* _What is being asked_
The listing below contains a span that opens with the line containing "from whatever the" and closes with the line containing "pub async fn append(&self, entry: HistoryEntry)". Return that span exactly.

* _Data to process_
<<<<
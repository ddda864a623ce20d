//! Ordered, size-bounded, durable log of completed generation requests.
//!
//! The store keeps entries oldest-first in memory and enforces a strict
//! FIFO bound: appending past the maximum drops the oldest entry. Every
//! mutation is followed by a whole-set write to the durable store; a failed
//! write is logged and the in-memory mutation stands (durability is
//! best-effort, not transactional).

use std::collections::HashMap;
use std::sync::Arc;

use chrono::Utc;
use serde::{Deserialize, Serialize};
use tokio::sync::Mutex;
use uuid::Uuid;

use crate::error::CoreError;
use crate::persist::HistoryPersistence;
use crate::types::{GenerateRequest, Snippet, Timestamp};

// ---------------------------------------------------------------------------
// Constants
// ---------------------------------------------------------------------------

/// Default maximum number of retained entries.
pub const DEFAULT_HISTORY_MAX: usize = 20;

// ---------------------------------------------------------------------------
// Entry and query types
// ---------------------------------------------------------------------------

/// A durable record of one completed generation request. Immutable once
/// created.
#[derive(Debug, Clone, Serialize, Deserialize)]
pub struct HistoryEntry {
    pub id: Uuid,
    pub command: String,
    pub code: String,
    pub explanation: String,
    pub model: String,
    pub config: String,
    pub created_at: Timestamp,
}

impl HistoryEntry {
    /// Create a new entry for a completed request, stamped with the current
    /// time.
    pub fn new(request: &GenerateRequest, snippet: &Snippet) -> Self {
        Self {
            id: Uuid::new_v4(),
            command: request.command.clone(),
            code: snippet.code.clone(),
            explanation: snippet.explanation.clone(),
            model: request.model.clone(),
            config: request.config.clone(),
            created_at: Utc::now(),
        }
    }
}

/// One page of history entries, newest first.
#[derive(Debug, Serialize)]
pub struct HistoryPage {
    pub items: Vec<HistoryEntry>,
    pub total: usize,
    pub page: usize,
    pub per_page: usize,
    pub total_pages: usize,
}

/// Aggregate entry counts grouped by model and by config.
#[derive(Debug, Default, Serialize)]
pub struct HistoryStats {
    pub by_model: HashMap<String, usize>,
    pub by_config: HashMap<String, usize>,
}

// ---------------------------------------------------------------------------
// Store
// ---------------------------------------------------------------------------

/// Size-bounded, durable history store.
///
/// Thread-safe via an interior lock held only for the duration of one
/// mutation or query (the durable write happens under the lock so the
/// on-disk set never interleaves two mutations out of order).
pub struct HistoryStore {
    max_entries: usize,
    store: Arc<dyn HistoryPersistence>,
    /// Oldest first; the newest entry is at the back.
    entries: Mutex<Vec<HistoryEntry>>,
}

impl HistoryStore {
    /// Create a store bounded at `max_entries`, seeded from whatever the
    /// durable store holds. A failed load is logged and the store starts
    /// empty.
    pub fn new(max_entries: usize, store: Arc<dyn HistoryPersistence>) -> Self {
        let max_entries = max_entries.max(1);
        let mut entries = match store.load() {
            Ok(entries) => entries,
            Err(e) => {
                tracing::warn!(error = %e, "Failed to load history; starting empty");
                Vec::new()
            }
        };
        if entries.len() > max_entries {
            let excess = entries.len() - max_entries;
            entries.drain(..excess);
        }
        Self {
            max_entries,
            store,
            entries: Mutex::new(entries),
        }
    }

    /// Append an entry, evicting the oldest when the bound is exceeded, and
    /// persist the full set before returning.
    pub async fn append(&self, entry: HistoryEntry) {
        let mut entries = self.entries.lock().await;
        entries.push(entry);
        while entries.len() > self.max_entries {
            entries.remove(0);
        }
        self.persist(&entries);
    }

    /// List entries newest first, sliced to the requested page.
    ///
    /// `page` and `per_page` are 1-based positive integers; an out-of-range
    /// page yields an empty slice, not an error.
    pub async fn list(&self, page: usize, per_page: usize) -> HistoryPage {
        let page = page.max(1);
        let per_page = per_page.max(1);

        let entries = self.entries.lock().await;
        let total = entries.len();
        let items: Vec<HistoryEntry> = entries
            .iter()
            .rev()
            .skip((page - 1) * per_page)
            .take(per_page)
            .cloned()
            .collect();

        HistoryPage {
            items,
            total,
            page,
            per_page,
            total_pages: total.div_ceil(per_page),
        }
    }

    /// Point lookup by identifier.
    pub async fn get(&self, id: Uuid) -> Option<HistoryEntry> {
        let entries = self.entries.lock().await;
        entries.iter().find(|e| e.id == id).cloned()
    }

    /// Remove an entry by identifier and persist the reduced set.
    pub async fn delete(&self, id: Uuid) -> Result<(), CoreError> {
        let mut entries = self.entries.lock().await;
        let Some(pos) = entries.iter().position(|e| e.id == id) else {
            return Err(CoreError::NotFound {
                entity: "History entry",
                id,
            });
        };
        entries.remove(pos);
        self.persist(&entries);
        Ok(())
    }

    /// Case-insensitive substring search across command, code, and
    /// explanation. Returns all matches newest first, unpaginated.
    pub async fn search(&self, query: &str) -> Vec<HistoryEntry> {
        let needle = query.to_lowercase();
        let entries = self.entries.lock().await;
        entries
            .iter()
            .rev()
            .filter(|e| {
                e.command.to_lowercase().contains(&needle)
                    || e.code.to_lowercase().contains(&needle)
                    || e.explanation.to_lowercase().contains(&needle)
            })
            .cloned()
            .collect()
    }

    /// Aggregate entry counts by model and by config.
    pub async fn stats(&self) -> HistoryStats {
        let entries = self.entries.lock().await;
        let mut stats = HistoryStats::default();
        for entry in entries.iter() {
            *stats.by_model.entry(entry.model.clone()).or_default() += 1;
            *stats.by_config.entry(entry.config.clone()).or_default() += 1;
        }
        stats
    }

    /// Number of retained entries.
    pub async fn len(&self) -> usize {
        self.entries.lock().await.len()
    }

    pub async fn is_empty(&self) -> bool {
        self.entries.lock().await.is_empty()
    }

    /// Persist the current set (used by the shutdown flush).
    pub async fn flush(&self) {
        let entries = self.entries.lock().await;
        self.persist(&entries);
    }

    /// Best-effort durable write: failures are logged, never propagated.
    fn persist(&self, entries: &[HistoryEntry]) {
        if let Err(e) = self.store.save(entries) {
            tracing::warn!(
                error = %e,
                "History persistence failed; in-memory state remains authoritative"
            );
        }
    }
}

// ---------------------------------------------------------------------------
// Tests
// ---------------------------------------------------------------------------
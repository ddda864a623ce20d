//! Handlers for the `/history` resource.

use axum::extract::{Path, Query, State};
use axum::http::StatusCode;
use axum::response::IntoResponse;
use axum::Json;
use serde::Serialize;
use snipforge_core::history::HistoryEntry;
use uuid::Uuid;

use crate::error::AppResult;
use crate::query::{PageParams, SearchParams};
use crate::response::DataResponse;
use crate::state::AppState;

// ---------------------------------------------------------------------------
// List
// ---------------------------------------------------------------------------

/// GET /api/v1/history
///
/// Paginated listing, newest first. Supports `page` and `per_page` query
/// parameters; out-of-range pages return an empty item list.
pub async fn list_history(
    State(state): State<AppState>,
    Query(params): Query<PageParams>,
) -> AppResult<impl IntoResponse> {
    let (page, per_page) = params.resolve();
    let page = state.service.history().list(page, per_page).await;
    Ok(Json(DataResponse { data: page }))
}

// ---------------------------------------------------------------------------
// Get / delete
// ---------------------------------------------------------------------------

/// GET /api/v1/history/{id}
pub async fn get_entry(
    State(state): State<AppState>,
    Path(entry_id): Path<Uuid>,
) -> AppResult<impl IntoResponse> {
    let entry = state.service.history().get(entry_id).await.ok_or(
        snipforge_core::error::CoreError::NotFound {
            entity: "History entry",
            id: entry_id,
        },
    )?;
    Ok(Json(DataResponse { data: entry }))
}

/// DELETE /api/v1/history/{id}
///
/// Returns 204 on success, 404 when the entry does not exist.
pub async fn delete_entry(
    State(state): State<AppState>,
    Path(entry_id): Path<Uuid>,
) -> AppResult<impl IntoResponse> {
    state.service.history().delete(entry_id).await?;
    tracing::info!(entry_id = %entry_id, "History entry deleted");
    Ok(StatusCode::NO_CONTENT)
}

// ---------------------------------------------------------------------------
// Search
// ---------------------------------------------------------------------------

/// Search results with their match count.
#[derive(Debug, Serialize)]
pub struct SearchResults {
    pub items: Vec<HistoryEntry>,
    pub count: usize,
}

/// GET /api/v1/history/search?q=
///
/// Case-insensitive substring match across command, code, and explanation.
/// Unpaginated.
pub async fn search_history(
    State(state): State<AppState>,
    Query(params): Query<SearchParams>,
) -> AppResult<impl IntoResponse> {
    let items = state.service.history().search(&params.q).await;
    let count = items.len();
    Ok(Json(DataResponse {
        data: SearchResults { items, count },
    }))
}

// ---------------------------------------------------------------------------
// Stats
// ---------------------------------------------------------------------------

/// GET /api/v1/history/stats
///
/// Entry counts grouped by model and by config.
pub async fn history_stats(State(state): State<AppState>) -> AppResult<impl IntoResponse> {
    let stats = state.service.history().stats().await;
    Ok(Json(DataResponse { data: stats }))
}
>>>>
* _Answer space_
    /// Create a store bounded at `max_entries`, seeded from whatever the
    /// durable store holds. A failed load is logged and the store starts
    /// empty.
    pub fn new(max_entries: usize, store: Arc<dyn HistoryPersistence>) -> Self {
        let max_entries = max_entries.max(1);
        let mut entries = match store.load() {
            Ok(entries) => entries,
            Err(e) => {
                tracing::warn!(error = %e, "Failed to load history; starting empty");
                Vec::new()
            }
        };
        if entries.len() > max_entries {
            let excess = entries.len() - max_entries;
            entries.drain(..excess);
        }
        Self {
            max_entries,
            store,
            entries: Mutex::new(entries),
        }
    }

    /// Append an entry, evicting the oldest when the bound is exceeded, and
    /// persist the full set before returning.
    pub async fn append(&self, entry: HistoryEntry) {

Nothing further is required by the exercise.